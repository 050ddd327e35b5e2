use crate::audio::device::{DeviceTarget, resolve_device};
use crate::audio::error::{AudioError, AudioResult};
use crate::audio::frame::{FRAME_SIZE, FrameBuffer};
use cpal::traits::{DeviceTrait, HostTrait, StreamTrait};
use cpal::{SampleRate, StreamConfig};
use std::sync::mpsc as std_mpsc;
use std::thread::JoinHandle;
use tokio::sync::mpsc;
use tracing::{debug, error, info, warn};

/// Audio capture manager
///
/// Resolves the input device up front, then runs the cpal stream on a
/// dedicated capture thread (cpal streams must stay on the thread that
/// created them). The stream callback accumulates blocks into fixed-size
/// frames; completed frames are handed off by value through a bounded
/// channel with `try_send`, so the real-time callback never blocks. If the
/// consumer falls behind, whole frames are dropped rather than stalling the
/// device.
///
/// Multi-channel input is downmixed to mono by averaging the interleaved
/// channels before frame accumulation.
pub struct AudioCapture {
    /// Which device to capture from
    target: DeviceTarget,
    /// Sample rate of the input device
    sample_rate: u32,
    /// Number of channels delivered by the device
    channels: u16,
    /// Running capture thread (None when stopped)
    worker: Option<CaptureWorker>,
}

/// Handle to the thread owning the cpal stream
struct CaptureWorker {
    stop_tx: std_mpsc::Sender<()>,
    thread: JoinHandle<()>,
}

impl AudioCapture {
    /// Resolve the input device and read its configuration.
    ///
    /// # Errors
    /// Returns `AudioError::DeviceNotFound` / `AudioError::DeviceUnavailable`
    /// if the target cannot be resolved, or a config error if the device
    /// cannot report an input configuration.
    pub fn new(target: &DeviceTarget) -> AudioResult<Self> {
        let host = cpal::default_host();
        let device = resolve_device(&host, target)?;

        let device_name = device.name().unwrap_or_else(|_| "Unknown".to_string());
        info!("Using audio input device: {}", device_name);

        let config = device.default_input_config()?;
        let sample_rate = config.sample_rate().0;
        let channels = config.channels();

        info!("Device config: {} Hz, {} channels", sample_rate, channels);

        Ok(Self {
            target: target.clone(),
            sample_rate,
            channels,
            worker: None,
        })
    }

    /// Start capturing, sending completed frames of `FRAME_SIZE` mono
    /// samples through `sender`.
    ///
    /// Blocks briefly until the capture thread reports the stream running.
    ///
    /// # Errors
    /// Returns the device resolution error or
    /// `AudioError::StreamBuildFailed` / `AudioError::StreamError` if the
    /// input stream cannot be built or started.
    pub fn start(&mut self, sender: mpsc::Sender<Vec<f32>>) -> AudioResult<()> {
        if self.worker.is_some() {
            warn!("Audio capture already started");
            return Ok(());
        }

        info!("Starting audio capture");

        let (ready_tx, ready_rx) = std_mpsc::channel();
        let (stop_tx, stop_rx) = std_mpsc::channel::<()>();

        let target = self.target.clone();
        let channels = self.channels as usize;
        let config = StreamConfig {
            channels: self.channels,
            sample_rate: SampleRate(self.sample_rate),
            buffer_size: cpal::BufferSize::Default,
        };

        let thread = std::thread::Builder::new()
            .name("livecap-capture".to_string())
            .spawn(move || capture_thread(target, config, channels, sender, ready_tx, stop_rx))
            .map_err(|e| AudioError::StreamBuildFailed(format!("capture thread: {}", e)))?;

        match ready_rx.recv() {
            Ok(Ok(())) => {
                self.worker = Some(CaptureWorker { stop_tx, thread });
                info!("Audio capture started");
                Ok(())
            }
            Ok(Err(e)) => {
                let _ = thread.join();
                Err(e)
            }
            Err(_) => {
                let _ = thread.join();
                Err(AudioError::StreamError(
                    "Capture thread exited before the stream started".to_string(),
                ))
            }
        }
    }

    /// Stop capturing and release the device stream.
    ///
    /// Safe to call multiple times.
    pub fn stop(&mut self) {
        if let Some(worker) = self.worker.take() {
            info!("Stopping audio capture");
            let _ = worker.stop_tx.send(());
            if worker.thread.join().is_err() {
                warn!("Capture thread panicked during shutdown");
            }
            debug!("Audio capture stopped");
        }
    }

    /// Sample rate of the input device in Hz
    pub fn sample_rate(&self) -> u32 {
        self.sample_rate
    }

    /// Number of channels delivered by the device
    pub fn channels(&self) -> u16 {
        self.channels
    }

    /// Whether capture is currently active
    pub fn is_capturing(&self) -> bool {
        self.worker.is_some()
    }
}

impl Drop for AudioCapture {
    fn drop(&mut self) {
        self.stop();
    }
}

/// Body of the capture thread: build and own the cpal stream, then park
/// until stopped. The stream is dropped here, on the thread that built it.
fn capture_thread(
    target: DeviceTarget,
    config: StreamConfig,
    channels: usize,
    sender: mpsc::Sender<Vec<f32>>,
    ready_tx: std_mpsc::Sender<AudioResult<()>>,
    stop_rx: std_mpsc::Receiver<()>,
) {
    let host = cpal::default_host();
    let device = match resolve_device(&host, &target) {
        Ok(device) => device,
        Err(e) => {
            let _ = ready_tx.send(Err(e));
            return;
        }
    };

    let mut frame_buffer = FrameBuffer::new(FRAME_SIZE);
    let mut mono = Vec::new();

    let stream = device.build_input_stream(
        &config,
        move |data: &[f32], _: &cpal::InputCallbackInfo| {
            let block = if channels <= 1 {
                data
            } else {
                mono.clear();
                mono.extend(
                    data.chunks_exact(channels)
                        .map(|interleaved| interleaved.iter().sum::<f32>() / channels as f32),
                );
                mono.as_slice()
            };

            frame_buffer.push_block(block, |frame| {
                // try_send keeps the callback non-blocking; a full channel
                // drops the frame
                if sender.try_send(frame).is_err() {
                    debug!("Frame channel full, dropping frame");
                }
            });
        },
        move |err| {
            error!("Audio stream error: {}", err);
        },
        None,
    );

    let stream = match stream {
        Ok(stream) => stream,
        Err(e) => {
            let _ = ready_tx.send(Err(AudioError::StreamBuildFailed(e.to_string())));
            return;
        }
    };

    if let Err(e) = stream.play() {
        let _ = ready_tx.send(Err(AudioError::StreamError(e.to_string())));
        return;
    }

    let _ = ready_tx.send(Ok(()));

    // Park until the stop signal (or the owning handle going away)
    let _ = stop_rx.recv();
    drop(stream);
}

#[cfg(test)]
mod tests {
    use super::*;

    #[test]
    fn test_capture_unknown_device_fails() {
        let result = AudioCapture::new(&DeviceTarget::named("NonExistentDevice"));
        assert!(result.is_err(), "Should fail with non-existent device");
    }

    #[tokio::test]
    async fn test_capture_creation_and_stop() {
        // No device in the test environment is acceptable
        let Ok(mut capture) = AudioCapture::new(&DeviceTarget::Default) else {
            eprintln!("Warning: no audio device available for testing");
            return;
        };

        assert!(capture.sample_rate() > 0);
        assert!(capture.channels() > 0);
        assert!(!capture.is_capturing());

        let (tx, _rx) = mpsc::channel(16);
        if capture.start(tx).is_ok() {
            assert!(capture.is_capturing());
        }

        capture.stop();
        assert!(!capture.is_capturing());

        // Stop must be idempotent
        capture.stop();
    }

    #[test]
    fn test_capture_is_send() {
        // The capture handle crosses into the coordinator task; the cpal
        // stream itself stays on the capture thread
        fn assert_send<T: Send>() {}
        assert_send::<AudioCapture>();
    }
}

> **Task to complete**
Look through the material above and pick out each line holding the word "StreamBuildFailed".

> **Task result**
    /// `AudioError::StreamBuildFailed` / `AudioError::StreamError` if the
            .map_err(|e| AudioError::StreamBuildFailed(format!("capture thread: {}", e)))?;
            let _ = ready_tx.send(Err(AudioError::StreamBuildFailed(e.to_string())));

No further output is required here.